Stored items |

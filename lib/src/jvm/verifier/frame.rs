use super::{ConstantResolver, SubroutineFrame, SubroutineRegistry, VerificationType};
use crate::jvm::code::{ArrayElem, BranchKind, InvokeKind, LocalType, NumericType, Op};
use crate::jvm::{
    BaseType, BinaryName, FieldType, MethodDescriptor, Name, RefType, RenderDescriptor,
    UnqualifiedName, VerifyErrorKind,
};
use crate::util::{OffsetVec, Width};

type VType = VerificationType;

/// Snapshot of the stack, local variables, and active subroutines at a point in the bytecode
#[derive(Debug, Clone, Eq, PartialEq)]
pub struct Frame {
    /// Local variables
    ///
    /// This always has `max_locals` slots. Category 2 values take up two slots: the value itself
    /// followed by `Top`.
    pub locals: Vec<VType>,

    /// Types of values on the stack
    pub stack: OffsetVec<VType>,

    /// Subroutines being executed
    pub subroutines: SubroutineFrame,
}

/// Method-level information needed to interpret an instruction
pub struct ExecutionContext<'a> {
    /// Position of the instruction being interpreted
    pub position: usize,

    pub max_stack: usize,
    pub this_class: &'a BinaryName,
    pub return_type: &'a Option<FieldType<BinaryName>>,
    pub constants: &'a dyn ConstantResolver,
}

impl Frame {
    /// Frame on entry to a method
    ///
    /// The receiver (if the method is not static) and the parameters are in the first locals.
    /// The receiver of a constructor is `UninitializedThis` until the super constructor is called.
    pub fn entry(
        this_class: &BinaryName,
        is_static: bool,
        is_init: bool,
        descriptor: &MethodDescriptor<BinaryName>,
        max_locals: usize,
    ) -> Result<Frame, VerifyErrorKind> {
        let mut locals = vec![VType::Top; max_locals];
        let mut next = 0;
        let mut set_next = |typ: VType| -> Result<(), VerifyErrorKind> {
            let width = typ.width();
            if next + width > max_locals {
                return Err(VerifyErrorKind::InvalidLocal(next as u16));
            }
            locals[next] = typ;
            next += width;
            Ok(())
        };

        if !is_static {
            if is_init && *this_class != BinaryName::OBJECT {
                set_next(VType::UninitializedThis)?;
            } else {
                set_next(VType::object(this_class.clone()))?;
            }
        }
        for parameter in &descriptor.parameters {
            set_next(VType::from(parameter.clone()))?;
        }

        Ok(Frame {
            locals,
            stack: OffsetVec::new(),
            subroutines: SubroutineFrame::top(),
        })
    }

    /// Update the frame to reflect the effects of a straight-line instruction
    pub fn execute(
        &mut self,
        op: &Op,
        context: &ExecutionContext,
        registry: &mut SubroutineRegistry,
    ) -> Result<(), VerifyErrorKind> {
        execute_op(self, op, context, registry)?;
        check_stack_size(&self.stack, context.max_stack)
    }

    /// Update the frame to reflect what a conditional branch or `goto` pops
    pub fn execute_branch(&mut self, kind: BranchKind) -> Result<(), VerifyErrorKind> {
        let stack = &mut self.stack;
        match kind {
            BranchKind::IfInt => pop_offset_vec_expecting_type(stack, VType::Integer)?,
            BranchKind::IfIntCompare => {
                pop_offset_vec_expecting_type(stack, VType::Integer)?;
                pop_offset_vec_expecting_type(stack, VType::Integer)?;
            }
            BranchKind::IfRefCompare => {
                pop_reference(stack)?;
                pop_reference(stack)?;
            }
            BranchKind::IfNull => {
                pop_reference(stack)?;
            }
            BranchKind::Goto => (),
        }
        Ok(())
    }

    /// Update the frame to reflect what `tableswitch` or `lookupswitch` pops
    pub fn execute_select(&mut self) -> Result<(), VerifyErrorKind> {
        pop_offset_vec_expecting_type(&mut self.stack, VType::Integer)
    }

    /// Push a value onto the stack, checking it still fits
    pub fn push(&mut self, typ: VType, max_stack: usize) -> Result<(), VerifyErrorKind> {
        self.stack.push(typ);
        check_stack_size(&self.stack, max_stack)
    }

    /// Read a local (and mark it as accessed by the active subroutines)
    pub fn load(
        &self,
        index: u16,
        registry: &mut SubroutineRegistry,
    ) -> Result<VType, VerifyErrorKind> {
        let typ = get_local(&self.locals, index)?;
        registry.access(&self.subroutines, index as usize, typ.width());
        Ok(typ)
    }

    /// Turn every uninitialized object in the locals into `Top`
    ///
    /// Uninitialized objects must not flow into or out of a subroutine.
    pub fn kill_uninitialized(&mut self, registry: &mut SubroutineRegistry) {
        for index in 0..self.locals.len() {
            if self.locals[index].is_uninitialized() {
                self.locals[index] = VType::Top;
                registry.access(&self.subroutines, index, 1);
            }
        }
    }

    /// Invalidate category 2 locals whose second slot is not `Top`
    pub fn normalize_locals(&mut self) {
        for index in 0..self.locals.len() {
            if self.locals[index].width() == 2 && self.locals.get(index + 1) != Some(&VType::Top)
            {
                self.locals[index] = VType::Top;
            }
        }
    }
}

Action item |
Give the records again, unchanged and complete.

Answer area |
filename lib/src/jvm/verifier/frame.rs
use super::{ConstantResolver, SubroutineFrame, SubroutineRegistry, VerificationType};
use crate::jvm::code::{ArrayElem, BranchKind, InvokeKind, LocalType, NumericType, Op};
use crate::jvm::{
    BaseType, BinaryName, FieldType, MethodDescriptor, Name, RefType, RenderDescriptor,
    UnqualifiedName, VerifyErrorKind,
};
use crate::util::{OffsetVec, Width};

type VType = VerificationType;

/// Snapshot of the stack, local variables, and active subroutines at a point in the bytecode
#[derive(Debug, Clone, Eq, PartialEq)]
pub struct Frame {
    /// Local variables
    ///
    /// This always has `max_locals` slots. Category 2 values take up two slots: the value itself
    /// followed by `Top`.
    pub locals: Vec<VType>,

    /// Types of values on the stack
    pub stack: OffsetVec<VType>,

    /// Subroutines being executed
    pub subroutines: SubroutineFrame,
}

/// Method-level information needed to interpret an instruction
pub struct ExecutionContext<'a> {
    /// Position of the instruction being interpreted
    pub position: usize,

    pub max_stack: usize,
    pub this_class: &'a BinaryName,
    pub return_type: &'a Option<FieldType<BinaryName>>,
    pub constants: &'a dyn ConstantResolver,
}

impl Frame {
    /// Frame on entry to a method
    ///
    /// The receiver (if the method is not static) and the parameters are in the first locals.
    /// The receiver of a constructor is `UninitializedThis` until the super constructor is called.
    pub fn entry(
        this_class: &BinaryName,
        is_static: bool,
        is_init: bool,
        descriptor: &MethodDescriptor<BinaryName>,
        max_locals: usize,
    ) -> Result<Frame, VerifyErrorKind> {
        let mut locals = vec![VType::Top; max_locals];
        let mut next = 0;
        let mut set_next = |typ: VType| -> Result<(), VerifyErrorKind> {
            let width = typ.width();
            if next + width > max_locals {
                return Err(VerifyErrorKind::InvalidLocal(next as u16));
            }
            locals[next] = typ;
            next += width;
            Ok(())
        };

        if !is_static {
            if is_init && *this_class != BinaryName::OBJECT {
                set_next(VType::UninitializedThis)?;
            } else {
                set_next(VType::object(this_class.clone()))?;
            }
        }
        for parameter in &descriptor.parameters {
            set_next(VType::from(parameter.clone()))?;
        }

        Ok(Frame {
            locals,
            stack: OffsetVec::new(),
            subroutines: SubroutineFrame::top(),
        })
    }

    /// Update the frame to reflect the effects of a straight-line instruction
    pub fn execute(
        &mut self,
        op: &Op,
        context: &ExecutionContext,
        registry: &mut SubroutineRegistry,
    ) -> Result<(), VerifyErrorKind> {
        execute_op(self, op, context, registry)?;
        check_stack_size(&self.stack, context.max_stack)
    }

    /// Update the frame to reflect what a conditional branch or `goto` pops
    pub fn execute_branch(&mut self, kind: BranchKind) -> Result<(), VerifyErrorKind> {
        let stack = &mut self.stack;
        match kind {
            BranchKind::IfInt => pop_offset_vec_expecting_type(stack, VType::Integer)?,
            BranchKind::IfIntCompare => {
                pop_offset_vec_expecting_type(stack, VType::Integer)?;
                pop_offset_vec_expecting_type(stack, VType::Integer)?;
            }
            BranchKind::IfRefCompare => {
                pop_reference(stack)?;
                pop_reference(stack)?;
            }
            BranchKind::IfNull => {
                pop_reference(stack)?;
            }
            BranchKind::Goto => (),
        }
        Ok(())
    }

    /// Update the frame to reflect what `tableswitch` or `lookupswitch` pops
    pub fn execute_select(&mut self) -> Result<(), VerifyErrorKind> {
        pop_offset_vec_expecting_type(&mut self.stack, VType::Integer)
    }

    /// Push a value onto the stack, checking it still fits
    pub fn push(&mut self, typ: VType, max_stack: usize) -> Result<(), VerifyErrorKind> {
        self.stack.push(typ);
        check_stack_size(&self.stack, max_stack)
    }

    /// Read a local (and mark it as accessed by the active subroutines)
    pub fn load(
        &self,
        index: u16,
        registry: &mut SubroutineRegistry,
    ) -> Result<VType, VerifyErrorKind> {
        let typ = get_local(&self.locals, index)?;
        registry.access(&self.subroutines, index as usize, typ.width());
        Ok(typ)
    }

    /// Turn every uninitialized object in the locals into `Top`
    ///
    /// Uninitialized objects must not flow into or out of a subroutine.
    pub fn kill_uninitialized(&mut self, registry: &mut SubroutineRegistry) {
        for index in 0..self.locals.len() {
            if self.locals[index].is_uninitialized() {
                self.locals[index] = VType::Top;
                registry.access(&self.subroutines, index, 1);
            }
        }
    }

    /// Invalidate category 2 locals whose second slot is not `Top`
    pub fn normalize_locals(&mut self) {
        for index in 0..self.locals.len() {
            if self.locals[index].width() == 2 && self.locals.get(index + 1) != Some(&VType::Top)
            {
                self.locals[index] = VType::Top;
            }
        }
    }
}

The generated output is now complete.